## The task
In the data that follows, find each line containing "Result" and copy it.

## Records to use

[Start of Attachment]

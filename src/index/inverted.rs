use std::collections::HashMap;
use crate::core::error::{Error, ErrorKind, Result};
use crate::core::types::{DocId, WordCount};
use crate::index::posting::{self, PostingList};

/// Memory-only word -> postings index answering conjunctive queries
pub struct InvertedIndex {
    postings: HashMap<String, PostingList>,
    doc_count: usize,
    total_tokens: u64,
}

impl InvertedIndex {
    pub fn new() -> Self {
        InvertedIndex {
            postings: HashMap::new(),
            doc_count: 0,
            total_tokens: 0,
        }
    }

    /// Append `docid` to the postings of every word. Repeated words are
    /// summed; frequencies saturate at 255. Nothing is appended unless
    /// `docid` is above the last docid of every word involved.
    pub fn index(&mut self, docid: DocId, words: &[WordCount]) -> Result<()> {
        let mut counts: HashMap<&str, u32> = HashMap::with_capacity(words.len());
        for wc in words {
            if wc.word.is_empty() {
                continue;
            }
            let total = counts.entry(wc.word.as_str()).or_insert(0);
            *total = total.saturating_add(wc.count);
        }

        let docid = docid.value();
        for word in counts.keys() {
            if let Some(list) = self.postings.get(*word) {
                if !list.accepts(docid) {
                    return Err(Error::new(
                        ErrorKind::InvalidInput,
                        format!(
                            "docid {} indexed out of order for word {:?}, last is {:?}",
                            docid, word, list.last_docid()
                        ),
                    ));
                }
            }
        }

        for (word, count) in counts {
            let freq = count.min(u8::MAX as u32) as u8;
            self.postings
                .entry(word.to_string())
                .or_default()
                .push(docid, freq)?;
            self.total_tokens += count as u64;
        }
        self.doc_count += 1;
        Ok(())
    }

    /// Docids whose postings contain every word, ascending
    pub fn query(&self, words: &[&str]) -> Result<Vec<DocId>> {
        if words.is_empty() {
            return Ok(Vec::new());
        }

        let mut lists = Vec::with_capacity(words.len());
        for word in words {
            let list = self.postings.get(*word).ok_or_else(|| {
                Error::new(ErrorKind::TermNotFound, format!("word {:?} is not indexed", word))
            })?;
            lists.push(list);
        }

        Ok(posting::intersect(&lists).into_iter().map(DocId).collect())
    }

    pub fn frequency(&self, word: &str, docid: DocId) -> Option<u8> {
        self.postings.get(word)?.frequency(docid.value())
    }

    pub fn doc_freq(&self, word: &str) -> u32 {
        self.postings.get(word).map_or(0, |l| l.doc_freq())
    }

    pub fn term_count(&self) -> usize {
        self.postings.len()
    }

    /// Number of `index` calls that succeeded
    pub fn doc_count(&self) -> usize {
        self.doc_count
    }

    pub fn total_tokens(&self) -> u64 {
        self.total_tokens
    }
}

impl Default for InvertedIndex {
    fn default() -> Self {
        Self::new()
    }
}

#[cfg(test)]
mod tests {
    use super::*;

    fn words(pairs: &[(&str, u32)]) -> Vec<WordCount> {
        pairs.iter().map(|&(w, c)| WordCount::new(w, c)).collect()
    }

    #[test]
    fn conjunctive_query() {
        let mut index = InvertedIndex::new();
        for d in [2u32, 5, 9] {
            index.index(DocId(d), &words(&[("a", 1)])).unwrap();
        }
        for d in [5u32, 9, 12] {
            index.index(DocId(d), &words(&[("b", 1)])).unwrap();
        }
        for d in [5u32, 20] {
            index.index(DocId(d), &words(&[("c", 1)])).unwrap();
        }

        assert_eq!(index.query(&["a", "b", "c"]).unwrap(), vec![DocId(5)]);
        assert_eq!(index.query(&["a", "b"]).unwrap(), vec![DocId(5), DocId(9)]);
        assert_eq!(index.query(&["a", "zzz"]).unwrap_err().kind, ErrorKind::TermNotFound);
        assert!(index.query(&[]).unwrap().is_empty());
    }

    #[test]
    fn frequencies_merge_and_saturate() {
        let mut index = InvertedIndex::new();
        index
            .index(DocId(0), &words(&[("x", 200), ("y", 3), ("x", 100)]))
            .unwrap();
        assert_eq!(index.frequency("x", DocId(0)), Some(255));
        assert_eq!(index.frequency("y", DocId(0)), Some(3));
        assert_eq!(index.doc_freq("x"), 1);
        assert_eq!(index.term_count(), 2);
    }

    #[test]
    fn huge_counts_saturate_instead_of_overflowing() {
        let mut index = InvertedIndex::new();
        index
            .index(DocId(0), &words(&[("x", u32::MAX), ("x", 2), ("y", u32::MAX)]))
            .unwrap();
        assert_eq!(index.frequency("x", DocId(0)), Some(255));
        assert_eq!(index.frequency("y", DocId(0)), Some(255));
        assert_eq!(index.total_tokens(), 2 * u32::MAX as u64);
    }

    #[test]
    fn out_of_order_docid_leaves_index_untouched() {
        let mut index = InvertedIndex::new();
        index.index(DocId(4), &words(&[("a", 1)])).unwrap();

        let err = index.index(DocId(3), &words(&[("new", 1), ("a", 1)])).unwrap_err();
        assert_eq!(err.kind, ErrorKind::InvalidInput);
        assert_eq!(index.term_count(), 1);
        assert_eq!(index.doc_freq("a"), 1);
    }
}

[End of Attachment]

## Written response
use crate::core::error::{Error, ErrorKind, Result};
    pub fn index(&mut self, docid: DocId, words: &[WordCount]) -> Result<()> {
    pub fn query(&self, words: &[&str]) -> Result<Vec<DocId>> {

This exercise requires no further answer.